What is important for you to remember is that the complaint is not before you as evidence of the truth of the matter spoken about. In other words, this is not evidence that there was sexual intercourse or that there was sexual intercourse without consent. Why it is before you is to allow you to assess [the complainant's] credibility, her consistency. It is really perhaps a matter of commonsense. One would expect that if a person has been the victim of some unlawful sexual activity one would make some complaint about it to someone with some reasonable promptitude.
Now, it does not follow that because someone is loath to make a complaint or perhaps waits until some particular person is present to make the complaint that nothing has happened. It is just a matter that you can look at in relation to the credibility of the complaint, the credibility of the person making the complaint.
In other words, just as you do not have to cry rape as soon as you are penetrated or fight back it can still be non-consensual if you do not and it can still be non-consensual if you don't make a complaint to someone at the earliest sort of opportunity. Credibility only is the reason why it is before you and you can have a look at that against the background of her words as attributed to her by Mr Pearson, 'I think I've been interfered with.' She remembered him 'trying to kiss me' and she was saying, 'No. I really need to know if he's done something' and she woke up naked in bed and she always goes to bed with a nightdress on.
You have her evidence of what happened as she remembers it. Is there any inconsistency between her conversation with Mr Pearson and her account or is it a consistent account reflecting some uncertainty.
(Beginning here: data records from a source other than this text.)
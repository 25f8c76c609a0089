//! Quiz root state machine.
//!
//! The quiz owns a title and the keyed collection of groups. Group-scoped
//! messages are routed by [`Key`]; a stale key is a silent no-op.

use serde::{Deserialize, Serialize};
use tracing::debug;

use crate::group::{Group, GroupMsg};
use crate::keyed::{Key, KeyedList};
use crate::record::Observation;

/// How many groups a fresh quiz starts with.
const INITIAL_GROUPS: u32 = 8;

/// Root state: a titled, keyed collection of groups.
#[derive(Debug, Clone, PartialEq, Eq, Serialize, Deserialize)]
pub struct Quiz {
    /// Display title.
    pub title: String,
    /// Groups in display order.
    pub groups: KeyedList<Group>,
}

/// Messages that edit a quiz.
#[derive(Debug, Clone, PartialEq, Eq)]
pub enum QuizMsg {
    /// Replace the title.
    Rename(String),
    /// Append an empty group with this label.
    AddGroup(String),
    /// Route a message to the addressed group.
    UpdateGroup(Key, GroupMsg),
    /// Remove the addressed group.
    RemoveGroup(Key),
    /// Replace all groups with fresh blanks, keeping the count.
    ResetGroups,
}

impl Quiz {
    /// Create a quiz with eight blank groups, each seeded with the same
    /// observation list.
    ///
    /// Groups are labelled `"Group 1"` through `"Group 8"`. The seed is
    /// shared by value; later edits to one group never reach another.
    #[must_use]
    pub fn init(title: impl Into<String>, seed: &[Observation]) -> Self {
        let mut groups = KeyedList::new();
        for i in 1..=INITIAL_GROUPS {
            groups.push(Group::init(i, format!("Group {i}"), seed.iter().cloned()));
        }
        Self {
            title: title.into(),
            groups,
        }
    }

    /// Apply a message, returning the edited quiz.
    #[must_use]
    pub fn update(mut self, msg: QuizMsg) -> Self {
        match msg {
            QuizMsg::Rename(title) => {
                self.title = title;
                self
            }
            QuizMsg::AddGroup(label) => {
                let id = self.next_group_id();
                self.groups.push(Group::init(id, label, []));
                self
            }
            QuizMsg::UpdateGroup(key, group_msg) => {
                self.groups.update(key, |group| group.update(group_msg));
                self
            }
            QuizMsg::RemoveGroup(key) => {
                self.groups.remove(key);
                self
            }
            QuizMsg::ResetGroups => {
                let count = self.groups.len() as u32;
                debug!(count, "resetting all groups");
                let mut groups = KeyedList::new();
                for i in 1..=count {
                    groups.push(Group::init(i, format!("Group {i}"), []));
                }
                self.groups = groups;
                self
            }
        }
    }

    // Numeric ids stay unique even after removals.
    fn next_group_id(&self) -> u32 {
        self.groups.values().map(|g| g.id).max().unwrap_or(0) + 1
    }
}

#[cfg(test)]
mod tests {
    use super::*;
    use crate::record::RecordMsg;

    #[test]
    fn init_builds_eight_seeded_groups() {
        let seed = vec![Observation::new("obs", "on task")];
        let quiz = Quiz::init("Period 3", &seed);
        assert_eq!(quiz.title, "Period 3");
        assert_eq!(quiz.groups.len(), 8);
        let labels: Vec<&str> = quiz.groups.values().map(|g| g.label.as_str()).collect();
        assert_eq!(labels[0], "Group 1");
        assert_eq!(labels[7], "Group 8");
        for group in quiz.groups.values() {
            assert_eq!(group.records.len(), 1);
            assert!(group.defaults.is_empty());
            assert_eq!(group.current_topic, None);
        }
    }

    #[test]
    fn rename_replaces_title() {
        let quiz = Quiz::init("a", &[]).update(QuizMsg::Rename("b".to_owned()));
        assert_eq!(quiz.title, "b");
    }

    #[test]
    fn add_group_appends_empty_group() {
        let quiz = Quiz::init("q", &[]).update(QuizMsg::AddGroup("Late arrivals".to_owned()));
        assert_eq!(quiz.groups.len(), 9);
        let last = quiz.groups.values().last().unwrap();
        assert_eq!(last.label, "Late arrivals");
        assert_eq!(last.id, 9);
        assert!(last.records.is_empty());
    }

    #[test]
    fn update_group_routes_by_key() {
        let quiz = Quiz::init("q", &[Observation::new("obs", "seed")]);
        let key = quiz.groups.iter().next().unwrap().0;
        let quiz = quiz.update(QuizMsg::UpdateGroup(
            key,
            GroupMsg::Relabel("Front row".to_owned()),
        ));
        assert_eq!(quiz.groups.get(key).unwrap().label, "Front row");
        // Other groups untouched.
        assert_eq!(
            quiz.groups.values().filter(|g| g.label == "Front row").count(),
            1
        );
    }

    #[test]
    fn update_group_stale_key_is_noop() {
        let mut quiz = Quiz::init("q", &[]);
        let key = quiz.groups.iter().next().unwrap().0;
        quiz.groups.remove(key);
        let before = quiz.clone();
        let after = quiz.update(QuizMsg::UpdateGroup(
            key,
            GroupMsg::Relabel("ghost".to_owned()),
        ));
        assert_eq!(after, before);
    }

    #[test]
    fn remove_group_is_idempotent() {
        let quiz = Quiz::init("q", &[]);
        let key = quiz.groups.iter().next().unwrap().0;
        let quiz = quiz
            .update(QuizMsg::RemoveGroup(key))
            .update(QuizMsg::RemoveGroup(key));
        assert_eq!(quiz.groups.len(), 7);
    }

    #[test]
    fn nested_routing_reaches_records() {
        let quiz = Quiz::init("q", &[Observation::new("obs", "seed")]);
        let group_key = quiz.groups.iter().next().unwrap().0;
        let record_key = quiz
            .groups
            .get(group_key)
            .unwrap()
            .records
            .iter()
            .next()
            .unwrap()
            .0;
        let quiz = quiz.update(QuizMsg::UpdateGroup(
            group_key,
            GroupMsg::UpdateRecord(record_key, RecordMsg::Increment),
        ));
        let record = quiz
            .groups
            .get(group_key)
            .unwrap()
            .records
            .get(record_key)
            .unwrap();
        assert_eq!(record.multiplier, 2);
    }

    #[test]
    fn reset_groups_keeps_count_blanks_everything() {
        let quiz = Quiz::init("q", &[Observation::new("obs", "seed")])
            .update(QuizMsg::AddGroup("Custom".to_owned()));
        let key = quiz.groups.iter().next().unwrap().0;
        let quiz = quiz
            .update(QuizMsg::UpdateGroup(
                key,
                GroupMsg::IncrementDefault("obs".to_owned()),
            ))
            .update(QuizMsg::ResetGroups);
        assert_eq!(quiz.groups.len(), 9);
        for (i, group) in quiz.groups.values().enumerate() {
            assert_eq!(group.label, format!("Group {}", i + 1));
            assert!(group.records.is_empty());
            assert!(group.defaults.is_empty());
            assert_eq!(group.current_topic, None);
        }
    }

    #[test]
    fn group_ids_stay_unique_after_removal() {
        let quiz = Quiz::init("q", &[]);
        let last_key = quiz.groups.iter().last().unwrap().0;
        let quiz = quiz
            .update(QuizMsg::RemoveGroup(last_key))
            .update(QuizMsg::AddGroup("a".to_owned()))
            .update(QuizMsg::AddGroup("b".to_owned()));
        let mut ids: Vec<u32> = quiz.groups.values().map(|g| g.id).collect();
        ids.sort_unstable();
        ids.dedup();
        assert_eq!(ids.len(), quiz.groups.len());
    }
}
//! Read-only configuration handed to the rendering layer.

use tally_style::Theme;

use crate::record::Observation;

/// Configuration consumed by group views and default-tally rendering.
///
/// Settings are shared by reference across all groups during rendering and
/// never mutated by the update engine.
#[derive(Debug, Clone, PartialEq)]
pub struct Settings {
    /// The active observation theme.
    pub theme: Theme,
    /// Quick-pick observations, keyed by topic id.
    pub observations: Vec<(String, Observation)>,
    /// Whether group tallies are rendered.
    pub show_tally: bool,
}

impl Settings {
    /// Create settings around a theme.
    #[must_use]
    pub fn new(theme: Theme, observations: Vec<(String, Observation)>, show_tally: bool) -> Self {
        Self {
            theme,
            observations,
            show_tally,
        }
    }

    /// The seed observations shared by every group at quiz construction.
    #[must_use]
    pub fn seed_observations(&self) -> Vec<Observation> {
        self.observations.iter().map(|(_, obs)| obs.clone()).collect()
    }
}

impl Default for Settings {
    fn default() -> Self {
        Self::new(Theme::default(), Vec::new(), true)
    }
}

#[cfg(test)]
mod tests {
    use super::*;

    #[test]
    fn default_shows_tally_with_standard_theme() {
        let settings = Settings::default();
        assert!(settings.show_tally);
        assert_eq!(settings.theme, Theme::default());
        assert!(settings.seed_observations().is_empty());
    }

    #[test]
    fn seed_observations_drop_ids() {
        let settings = Settings::new(
            Theme::default(),
            vec![("obs".to_owned(), Observation::new("obs", "on task"))],
            false,
        );
        let seed = settings.seed_observations();
        assert_eq!(seed, vec![Observation::new("obs", "on task")]);
    }
}
//! JSON codec boundary for persistence.
//!
//! The update engine is total; decoding is the one place failure exists.
//! A malformed or missing field fails the decode for the whole enclosing
//! entity — there are no partial objects. The error message names the
//! offending field path so the storage collaborator can log something useful.
//!
//! Two things deliberately do not survive the wire:
//!
//! - collection keys — reassigned by position on decode, see
//!   [`KeyedList`](crate::KeyedList);
//! - a group's open drawer — always decodes to closed.

use std::fmt;

use serde::Serialize;
use serde::de::DeserializeOwned;
use tally_style::Theme;
use tracing::debug;

use crate::group::Group;
use crate::quiz::Quiz;
use crate::record::Record;

/// Errors produced at the codec boundary.
#[derive(Debug)]
pub enum CodecError {
    /// JSON encode/decode failure; the message names the field path.
    Serialization(String),
    /// Input that parsed but cannot form a valid entity.
    Corruption(String),
}

impl fmt::Display for CodecError {
    fn fmt(&self, f: &mut fmt::Formatter<'_>) -> fmt::Result {
        match self {
            CodecError::Serialization(msg) => write!(f, "serialization error: {msg}"),
            CodecError::Corruption(msg) => write!(f, "corrupt input: {msg}"),
        }
    }
}

impl std::error::Error for CodecError {}

impl From<serde_json::Error> for CodecError {
    fn from(err: serde_json::Error) -> Self {
        CodecError::Serialization(err.to_string())
    }
}

/// Result type for codec operations.
pub type CodecResult<T> = Result<T, CodecError>;

fn encode<T: Serialize>(value: &T) -> CodecResult<String> {
    Ok(serde_json::to_string(value)?)
}

fn decode<T: DeserializeOwned>(entity: &str, json: &str) -> CodecResult<T> {
    match serde_json::from_str(json) {
        Ok(value) => Ok(value),
        Err(err) => {
            debug!(entity, %err, "decode failed");
            Err(err.into())
        }
    }
}

/// Encode a quiz as `{ "title": …, "groups": [...] }`.
pub fn encode_quiz(quiz: &Quiz) -> CodecResult<String> {
    encode(quiz)
}

/// Decode a quiz; group keys are reassigned by position.
pub fn decode_quiz(json: &str) -> CodecResult<Quiz> {
    decode("quiz", json)
}

/// Encode a single group.
pub fn encode_group(group: &Group) -> CodecResult<String> {
    encode(group)
}

/// Decode a single group; the drawer comes back closed.
pub fn decode_group(json: &str) -> CodecResult<Group> {
    decode("group", json)
}

/// Encode a single record.
pub fn encode_record(record: &Record) -> CodecResult<String> {
    encode(record)
}

/// Decode a single record.
pub fn decode_record(json: &str) -> CodecResult<Record> {
    decode("record", json)
}

/// Encode a theme as a bare topic array.
pub fn encode_theme(theme: &Theme) -> CodecResult<String> {
    encode(theme)
}

/// Decode a theme; the id counter is reconstructed from the last topic's id.
pub fn decode_theme(json: &str) -> CodecResult<Theme> {
    decode("theme", json)
}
Something's happened but she doesn't necessarily know what happened."
- Section 4A Criminal Law (Sexual Offences) Act 1978 ("the Act") provides relevantly:
"4A Evidence of complaint generally admissible
(1) This section applies in relation to … a trial, in relation to a sexual offence.
(2) Evidence of how and when any preliminary complaint was made by the complainant about the alleged commission of the offence by the defendant is admissible in evidence, regardless of when the preliminary complaint was made.
…
(4) If a defendant is tried by a jury, the judge must not warn or suggest in any way to the jury that the law regards the complainant’s evidence to be more reliable or less reliable only because of the length of time before the complainant made a preliminary or other complaint.
(5) Subject to subsection (4), the judge may make any comment to a jury on the complainant’s evidence that it is appropriate to make in the interests of justice.
(6) In this section—
"complaint" includes a disclosure.
…"
- During the course of applications for redirection, the prosecutor pointed out to the judge that his earlier direction on preliminary complaint may not strictly comply with the Act but neither he nor defence counsel requested any redirection on it.
- Although his Honour's direction as to the preliminary complaint offended s 4A(4) of the Act and is not one to be encouraged, his Honour emphasised that the evidence was admitted only as relevant to the complainant's credibility and that the jury could use it only in determining whether the complaint was consistent in her account. I cannot see that the balanced direction given, even though it breached s 4A(4) of the Act, could have caused any miscarriage of justice. I would not grant Mr Puti's application for an extension of time on this basis.
- The final matter of concern arose from the prosecutor's application for a redirection in the absence of the jury, not about anything said by the judge, but by defence counsel's submission in his address to the jury, which the prosecutor said "was probably a slip of the tongue in the heat of the moment". Defence counsel was said to have asked the jury, "How could [the complainant] have physically withheld her consent when she was asleep?". The prosecutor initially asked the judge to direct the jury that there was no requirement that the complainant physically withheld her consent. He then conceded that this would probably confuse the jury and did not press for such a redirection.
- As I have already noted, the learned primary judge in his summing-up clearly directed the jury that a woman who is unconscious or so drunk as to be unable to make a conscious deliberation or so stupefied as to be unable to make a conscious decision cannot consent. The jury can have been in no doubt as to this aspect of the law. These comments made by the prosecutor in the course of discussing potential jury redirections do not persuade me that it is in the interests of justice to grant Mr Puti's application for an extension of time.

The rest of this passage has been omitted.